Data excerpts

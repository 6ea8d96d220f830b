use chrono::{DateTime, Utc};
use serde::{Deserialize, Serialize};
use uuid::Uuid;

#[derive(Debug, Clone, Copy, PartialEq, Eq, Serialize, Deserialize)]
#[serde(rename_all = "lowercase")]
pub enum Role {
    User,
    Assistant,
}

/// A single chat turn. Never mutated after creation.
#[derive(Debug, Clone, PartialEq, Serialize, Deserialize)]
pub struct ChatMessage {
    pub id: Uuid,
    pub role: Role,
    pub text: String,
    pub timestamp: DateTime<Utc>,
}

impl ChatMessage {
    pub fn new(role: Role, text: impl Into<String>) -> Self {
        Self {
            id: Uuid::new_v4(),
            role,
            text: text.into(),
            timestamp: Utc::now(),
        }
    }

    pub fn user(text: impl Into<String>) -> Self {
        Self::new(Role::User, text)
    }

    pub fn assistant(text: impl Into<String>) -> Self {
        Self::new(Role::Assistant, text)
    }
}

/// Ordered chat history of one session. Insertion order is chronological.
#[derive(Debug, Clone, Default)]
pub struct Transcript {
    messages: Vec<ChatMessage>,
}

impl Transcript {
    pub fn new() -> Self {
        Self::default()
    }

    pub fn push(&mut self, message: ChatMessage) -> &ChatMessage {
        self.messages.push(message);
        &self.messages[self.messages.len() - 1]
    }

    pub fn messages(&self) -> &[ChatMessage] {
        &self.messages
    }

    pub fn last(&self) -> Option<&ChatMessage> {
        self.messages.last()
    }

    pub fn len(&self) -> usize {
        self.messages.len()
    }

    pub fn is_empty(&self) -> bool {
        self.messages.is_empty()
    }

    /// Drops every message at once; there is no partial deletion.
    pub fn clear(&mut self) {
        self.messages.clear();
    }
}

#[cfg(test)]
mod tests {
    use super::*;

    #[test]
    fn test_push_keeps_order() {
        let mut transcript = Transcript::new();
        transcript.push(ChatMessage::user("Hello"));
        transcript.push(ChatMessage::assistant("Hi there!"));

        assert_eq!(transcript.len(), 2);
        assert_eq!(transcript.messages()[0].role, Role::User);
        assert_eq!(transcript.messages()[0].text, "Hello");
        assert_eq!(transcript.messages()[1].role, Role::Assistant);
        assert_eq!(transcript.last().unwrap().text, "Hi there!");
    }

    #[test]
    fn test_message_ids_are_unique() {
        let a = ChatMessage::user("same");
        let b = ChatMessage::user("same");
        assert_ne!(a.id, b.id);
    }

    #[test]
    fn test_clear_empties_transcript() {
        let mut transcript = Transcript::new();
        transcript.push(ChatMessage::user("Hello"));
        transcript.clear();
        assert!(transcript.is_empty());
        assert!(transcript.last().is_none());
    }

    #[test]
    fn test_role_serializes_lowercase() {
        let json = serde_json::to_value(ChatMessage::assistant("ok")).unwrap();
        assert_eq!(json["role"], "assistant");
        assert_eq!(json["text"], "ok");
    }
}
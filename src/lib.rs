//! Menu question-answering chat.
//!
//! A question flows through [`chat::Conversation`], which validates it,
//! builds a prompt from the [`menu::MenuStore`] and recent history with
//! [`prompt::build_prompt`], and hands it to a [`gemini::Generator`].

pub mod chat;
pub mod config;
pub mod constants;
pub mod error;
pub mod gemini;
pub mod locale;
pub mod menu;
pub mod message;
pub mod preferences;
pub mod prompt;
pub mod validation;
pub mod web_server;

pub use chat::{Conversation, PendingTurn, SessionState};
pub use config::{ChatConfig, GeminiConfig};
pub use error::{GenerationError, MenuError, PreferenceError, Rejection};
pub use gemini::{GeminiClient, Generator, RetryPolicy, RetryingGenerator};
pub use locale::Locale;
pub use menu::{MenuItem, MenuStore};
pub use message::{ChatMessage, Role, Transcript};
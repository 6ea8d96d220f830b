// Defaults loaded from the environment (after `.env` is read in main).

use std::env;

lazy_static::lazy_static! {
    pub static ref GEMINI_API_URL: String = env::var("GEMINI_API_URL").unwrap_or_else(|_| {
        "https://generativelanguage.googleapis.com/v1beta/models/gemini-2.0-flash:generateContent".to_string()
    });
    pub static ref GEMINI_API_KEY: String = env::var("GEMINI_API_KEY").unwrap_or_default();
    pub static ref PREFERENCES_PATH: String = env::var("MENUBOT_PREFS").unwrap_or_else(|_| ".menubot/preferences.json".to_string());
}

/// Longest accepted question, in characters.
pub const MAX_INPUT_CHARS: usize = 100;
/// Messages a session may hold before the user has to reset.
pub const MAX_TRANSCRIPT_MESSAGES: usize = 50;
/// Prior messages included in each prompt.
pub const HISTORY_WINDOW: usize = 5;

pub const REQUEST_TIMEOUT_SECS: u64 = 30;
pub const MAX_RETRIES: usize = 2;
pub const RETRY_INITIAL_DELAY_MS: u64 = 500;
pub const RETRY_MAX_DELAY_MS: u64 = 4_000;
use crate::engine::{
    Capability, SynthesisEngine, SynthesisVoice, Utterance, UtteranceEvent, UtteranceSink,
};
use crate::events::{EventBus, SessionEvent, SpeechSource};
use crate::lock;
use crate::types::VoiceProfile;
use std::sync::{Arc, Mutex};
use tokio::sync::{mpsc, oneshot};

#[derive(Debug, Clone, PartialEq, Eq, thiserror::Error)]
pub enum PlaybackError {
    #[error("speech synthesis is not available")]
    Unavailable,
    #[error("speech synthesis error: {0}")]
    Synthesis(String),
    #[error("speech synthesis engine stopped reporting progress")]
    EngineGone,
}

/// How a `speak` call ended when it did not fail.
#[derive(Debug, Clone, Copy, PartialEq, Eq)]
pub enum PlaybackOutcome {
    Completed,
    /// Interrupted by `cancel`, speaker mute, or a newer utterance.
    Cancelled,
    /// Speaker was muted; nothing was played.
    Muted,
}

struct InFlight {
    id: u64,
    started: bool,
    cancel: Option<oneshot::Sender<()>>,
}

#[derive(Default)]
struct PlaybackState {
    muted: bool,
    next_id: u64,
    current: Option<InFlight>,
}

/// Serializes text-to-speech so at most one utterance plays at a time.
///
/// Every `speech-start`/`speech-end` is emitted while the adapter state is locked, which
/// keeps the pair of one utterance strictly before the start of the next.
pub struct PlaybackAdapter {
    engine: Option<Arc<dyn SynthesisEngine>>,
    capability: Capability,
    events: EventBus,
    state: Mutex<PlaybackState>,
}

impl PlaybackAdapter {
    pub fn new(engine: Option<Arc<dyn SynthesisEngine>>, events: EventBus) -> Self {
        let capability = engine
            .as_ref()
            .map_or(Capability::Unsupported, |engine| engine.capability());
        if capability == Capability::Unsupported {
            tracing::warn!("Speech synthesis is not supported; playback is unavailable.");
        }
        Self {
            engine,
            capability,
            events,
            state: Mutex::new(PlaybackState::default()),
        }
    }

    pub fn capability(&self) -> Capability {
        self.capability
    }

    pub fn is_available(&self) -> bool {
        self.engine.is_some() && self.capability != Capability::Unsupported
    }

    pub fn is_muted(&self) -> bool {
        lock(&self.state).muted
    }

    pub fn is_speaking(&self) -> bool {
        lock(&self.state)
            .current
            .as_ref()
            .is_some_and(|current| current.started)
    }

    pub fn voices(&self) -> Vec<SynthesisVoice> {
        self.engine
            .as_ref()
            .map(|engine| engine.voices())
            .unwrap_or_default()
    }

    /// Speaks `text` with `profile`, replacing anything already playing.
    ///
    /// Resolves once the engine reports the end of this utterance, or as soon as it is
    /// cancelled.
    pub async fn speak(
        &self,
        text: &str,
        profile: &VoiceProfile,
    ) -> Result<PlaybackOutcome, PlaybackError> {
        self.begin(text, profile)?.finished().await
    }

    /// Hands the utterance to the engine without waiting for it to play.
    pub fn begin(
        &self,
        text: &str,
        profile: &VoiceProfile,
    ) -> Result<PendingUtterance<'_>, PlaybackError> {
        let Some(engine) = self.engine.clone().filter(|_| self.is_available()) else {
            return Err(PlaybackError::Unavailable);
        };

        let mut state = lock(&self.state);
        if state.muted {
            tracing::debug!("Speaker muted; skipping utterance.");
            return Ok(PendingUtterance {
                adapter: self,
                playing: None,
            });
        }
        self.cancel_locked(&mut state, engine.as_ref());

        let (event_tx, events) = mpsc::unbounded_channel();
        let (cancel_tx, cancelled) = oneshot::channel();
        let id = state.next_id;
        state.next_id += 1;
        let utterance = Utterance {
            text: text.to_string(),
            voice: select_voice(&engine.voices(), profile.voice.as_deref()),
            rate: profile.rate,
            pitch: profile.pitch,
            volume: profile.volume,
        };
        tracing::debug!(
            id,
            voice = ?utterance.voice.as_ref().map(|voice| &voice.name),
            rate = utterance.rate,
            "Dispatching utterance to synthesis engine."
        );
        state.current = Some(InFlight {
            id,
            started: false,
            cancel: Some(cancel_tx),
        });
        engine.speak(utterance, UtteranceSink::new(event_tx));

        Ok(PendingUtterance {
            adapter: self,
            playing: Some(Playing {
                id,
                events,
                cancelled,
            }),
        })
    }

    /// Stops the current utterance, if any.
    pub fn cancel(&self) {
        if let Some(engine) = &self.engine {
            let mut state = lock(&self.state);
            self.cancel_locked(&mut state, engine.as_ref());
        }
    }

    pub fn set_muted(&self, muted: bool) {
        let mut state = lock(&self.state);
        state.muted = muted;
        if muted {
            if let Some(engine) = &self.engine {
                self.cancel_locked(&mut state, engine.as_ref());
            }
        }
    }

    fn cancel_locked(&self, state: &mut PlaybackState, engine: &dyn SynthesisEngine) {
        let Some(mut current) = state.current.take() else {
            return;
        };
        tracing::debug!(id = current.id, "Cancelling utterance.");
        if let Some(cancel) = current.cancel.take() {
            let _ = cancel.send(());
        }
        engine.cancel();
        if current.started {
            self.events
                .emit(SessionEvent::SpeechEnd(SpeechSource::Playback));
        }
    }

    fn finish_locked(&self, state: &mut PlaybackState) {
        if let Some(current) = state.current.take() {
            if current.started {
                self.events
                    .emit(SessionEvent::SpeechEnd(SpeechSource::Playback));
            }
        }
    }
}

/// Exact name match against the available voices, else the first available voice.
pub fn select_voice(voices: &[SynthesisVoice], preferred: Option<&str>) -> Option<SynthesisVoice> {
    preferred
        .and_then(|name| voices.iter().find(|voice| voice.name == name))
        .or_else(|| voices.first())
        .cloned()
}

/// An utterance already handed to the engine.
pub struct PendingUtterance<'a> {
    adapter: &'a PlaybackAdapter,
    /// `None` when the speaker was muted and nothing was sent.
    playing: Option<Playing>,
}

struct Playing {
    id: u64,
    events: mpsc::UnboundedReceiver<UtteranceEvent>,
    cancelled: oneshot::Receiver<()>,
}

impl PendingUtterance<'_> {
    pub async fn finished(self) -> Result<PlaybackOutcome, PlaybackError> {
        let Some(Playing {
            id,
            mut events,
            mut cancelled,
        }) = self.playing
        else {
            return Ok(PlaybackOutcome::Muted);
        };
        let adapter = self.adapter;

        loop {
            tokio::select! {
                biased;
                _ = &mut cancelled => return Ok(PlaybackOutcome::Cancelled),
                event = events.recv() => {
                    let mut state = lock(&adapter.state);
                    let Some(current) = state.current.as_mut().filter(|current| current.id == id) else {
                        return Ok(PlaybackOutcome::Cancelled);
                    };
                    match event {
                        Some(UtteranceEvent::Start) => {
                            if !current.started {
                                current.started = true;
                                adapter.events.emit(SessionEvent::SpeechStart(SpeechSource::Playback));
                            }
                        }
                        Some(UtteranceEvent::End) => {
                            adapter.finish_locked(&mut state);
                            return Ok(PlaybackOutcome::Completed);
                        }
                        Some(UtteranceEvent::Error(reason)) => {
                            tracing::warn!(id, %reason, "Speech synthesis failed.");
                            adapter.finish_locked(&mut state);
                            return Err(PlaybackError::Synthesis(reason));
                        }
                        None => {
                            adapter.finish_locked(&mut state);
                            return Err(PlaybackError::EngineGone);
                        }
                    }
                }
            }
        }
    }
}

WHAT NEEDS TO BE DONE
I need each line of the entries that holds the string "events" located and copied.

EXERCISE SOLUTION
use crate::events::{EventBus, SessionEvent, SpeechSource};
    events: EventBus,
    pub fn new(engine: Option<Arc<dyn SynthesisEngine>>, events: EventBus) -> Self {
            events,
        let (event_tx, events) = mpsc::unbounded_channel();
                events,
            self.events
                self.events
    events: mpsc::UnboundedReceiver<UtteranceEvent>,
            mut events,
                event = events.recv() => {
                                adapter.events.emit(SessionEvent::SpeechStart(SpeechSource::Playback));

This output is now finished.